Cherokee Garden Library Talk: Dr. Carolyn Roberts

Author of To Heal and to Harm: Medicine, Knowledge, and Power in the Atlantic Slave Trade

Author Talks
Wednesday, Sep 22 2021 @ 7pm - 8:30pm
  • Virtual Event

Even as they were brutally forced from their homelands, enslaved Africans brought valuable medical and botanical knowledge with them to the Americas.  Yale University historian Carolyn Roberts discusses how enslaved people contributed to medical and scientific knowledge in West Africa, the Caribbean, and the United States.  Enslaved people discovered cures for various illnesses, introduced new plant knowledge to the Americas, engaged in life-saving public health work, and contributed to the history of vaccination in the United States.  Enslaved people left the world a rich medical and scientific legacy.  This little-known history can serve as a source of power and resistance today.  

About the Author

Dr. Carolyn Roberts is an historian of medicine and science at Yale University.  She holds a joint appointment in the departments of History/History of Science and Medicine, and African American Studies.  She also holds a secondary appointment at Yale School of Medicine in the Program in the History of Medicine.  Dr.
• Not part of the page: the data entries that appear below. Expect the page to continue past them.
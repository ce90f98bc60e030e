//! CLI command implementations
//!
//! Each subcommand has its own module with a `run` function.

pub mod config;
pub mod entitlements;
pub mod health;
pub mod ingest;
pub mod legal;
pub mod schema;
pub mod search;
pub mod status;
pub mod unit;
pub mod verify;
pub mod version;
pub mod workflow;

use crate::error::Result;
use clap::ValueEnum;
use comfy_table::{modifiers::UTF8_ROUND_CORNERS, presets::UTF8_FULL, Table};
use serde::Serialize;
use serde_json::Value;

/// How command results are printed
#[derive(Debug, Clone, Copy, Default, PartialEq, Eq, ValueEnum)]
pub enum OutputFormat {
    #[default]
    Json,
    Table,
}

/// A table column: header and JSON pointer into each row
pub(crate) type Column = (&'static str, &'static str);

pub(crate) fn new_table(headers: Vec<&str>) -> Table {
    let mut table = Table::new();
    table
        .load_preset(UTF8_FULL)
        .apply_modifier(UTF8_ROUND_CORNERS)
        .set_header(headers);
    table
}

pub(crate) fn to_json<T: Serialize + ?Sized>(value: &T) -> Result<String> {
    Ok(serde_json::to_string_pretty(value)?)
}

/// Render a service listing
///
/// JSON output is the response as received. Table output takes the array at
/// `rows_at` and one cell per column, sorted by the first column.
pub(crate) fn render_listing(
    response: &Value,
    rows_at: &str,
    columns: &[Column],
    output: OutputFormat,
) -> Result<String> {
    if output == OutputFormat::Json {
        return to_json(response);
    }

    let mut rows: Vec<Vec<String>> = response
        .pointer(rows_at)
        .and_then(Value::as_array)
        .map(Vec::as_slice)
        .unwrap_or_default()
        .iter()
        .map(|row| columns.iter().map(|(_, at)| cell(row, at)).collect())
        .collect();
    rows.sort();

    let mut table = new_table(columns.iter().map(|(header, _)| *header).collect());
    for row in rows {
        table.add_row(row);
    }
    Ok(table.to_string())
}

fn cell(row: &Value, pointer: &str) -> String {
    match row.pointer(pointer) {
        None | Some(Value::Null) => "-".to_string(),
        Some(Value::String(s)) => s.clone(),
        Some(other) => other.to_string(),
    }
}
//! Batched submission of records to the ingestion workflow

use super::manifest::DataType;
use crate::api::{endpoints, OsduClient, Service, WorkflowRunRequest, WorkflowRunResponse};
use crate::error::{CliError, Result};
use indicatif::ProgressBar;
use serde_json::Value;
use std::fs::File;
use std::io::{BufRead, BufReader, Write};
use std::path::{Path, PathBuf};
use tracing::{debug, info};

/// Splits records into bounded batches and submits each as a workflow run
///
/// Without a client the submitter simulates: batches are built and logged but
/// nothing is sent and no run ids are returned.
pub struct BatchSubmitter<'a> {
    client: Option<&'a OsduClient>,
    data_partition_id: String,
    run_log: Option<RunIdLog>,
    progress: Option<ProgressBar>,
}

impl<'a> BatchSubmitter<'a> {
    pub fn new(client: &'a OsduClient) -> Self {
        Self {
            client: Some(client),
            data_partition_id: client.data_partition_id().to_string(),
            run_log: None,
            progress: None,
        }
    }

    /// Submitter that makes no network calls
    pub fn simulate(data_partition_id: impl Into<String>) -> Self {
        Self {
            client: None,
            data_partition_id: data_partition_id.into(),
            run_log: None,
            progress: None,
        }
    }

    /// Append every returned run id to `log`
    pub fn with_run_log(mut self, log: RunIdLog) -> Self {
        self.run_log = Some(log);
        self
    }

    /// Advance `progress` by the number of records in each submitted batch
    pub fn with_progress(mut self, progress: ProgressBar) -> Self {
        self.progress = Some(progress);
        self
    }

    pub fn is_simulating(&self) -> bool {
        self.client.is_none()
    }

    /// Submit `records` in order and return the run ids in submission order
    ///
    /// `batch_size` of `None` sends the whole group at once. Work-product
    /// composites are always sent one per run.
    pub async fn submit(
        &mut self,
        records: &[Value],
        data_type: DataType,
        batch_size: Option<usize>,
    ) -> Result<Vec<String>> {
        if batch_size == Some(0) {
            return Err(CliError::invalid_argument("batch size must be at least 1"));
        }
        if records.is_empty() {
            return Ok(Vec::new());
        }

        let size = match data_type {
            DataType::Data => 1,
            _ => batch_size.unwrap_or(records.len()),
        };

        let mut run_ids = Vec::new();
        for (index, chunk) in records.chunks(size).enumerate() {
            let data = match data_type {
                DataType::Data => chunk[0].clone(),
                _ => Value::Array(chunk.to_vec()),
            };
            let request = WorkflowRunRequest::new(&self.data_partition_id, data_type.as_str(), data);

            match self.client {
                None => {
                    info!(batch = index + 1, size = chunk.len(), %data_type, "Simulated batch, not sent");
                    debug!(request = %serde_json::to_string(&request)?, "Simulated request");
                }
                Some(client) => {
                    info!(batch = index + 1, size = chunk.len(), %data_type, "Sending batch");
                    let response: WorkflowRunResponse = client
                        .post_json(Service::Workflow, &endpoints::workflow_run_path(), &request)
                        .await?;
                    info!(run_id = %response.run_id, "Workflow run submitted");

                    if let Some(log) = self.run_log.as_mut() {
                        log.append(&response.run_id)?;
                    }
                    run_ids.push(response.run_id);
                }
            }

            if let Some(progress) = &self.progress {
                progress.inc(chunk.len() as u64);
            }
        }

        Ok(run_ids)
    }
}

/// File receiving one run id per line as runs are submitted
#[derive(Debug)]
pub struct RunIdLog {
    path: PathBuf,
    file: File,
}

impl RunIdLog {
    /// Create the log, truncating any previous content
    pub fn create(path: impl Into<PathBuf>) -> Result<Self> {
        let path = path.into();
        if let Some(parent) = path.parent().filter(|p| !p.as_os_str().is_empty()) {
            std::fs::create_dir_all(parent)?;
        }
        let file = File::create(&path)?;
        Ok(Self { path, file })
    }

    pub fn path(&self) -> &Path {
        &self.path
    }

    pub fn append(&mut self, run_id: &str) -> Result<()> {
        writeln!(self.file, "{}", run_id)?;
        self.file.flush()?;
        Ok(())
    }
}

/// Read run ids back from a log, trimmed, skipping blank lines
pub fn read_run_ids(path: &Path) -> Result<Vec<String>> {
    let reader = BufReader::new(File::open(path)?);
    let mut run_ids = Vec::new();
    for line in reader.lines() {
        let line = line?;
        let run_id = line.trim();
        if !run_id.is_empty() {
            run_ids.push(run_id.to_string());
        }
    }
    Ok(run_ids)
}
Roberts’ book manuscript, To Heal and To Harm: Medicine, Knowledge, and Power in the British Slave Trade, traces the troubling relationship between the British slave trade and the development of modern medicine.  Dr. Roberts is an award-winning educator.  She is the 2021 recipient of Yale’s prestigious Sidonie Miskimin Clauss Prize for Teaching Excellence in the Humanities. Dr. Roberts is also a popular workshop leader and speaker.  She brings critical historical perspectives to anti-racism interventions in science, medicine, and public health.  Her media appearances include the PBS/NOVA documentary The Violence Paradox and CNN.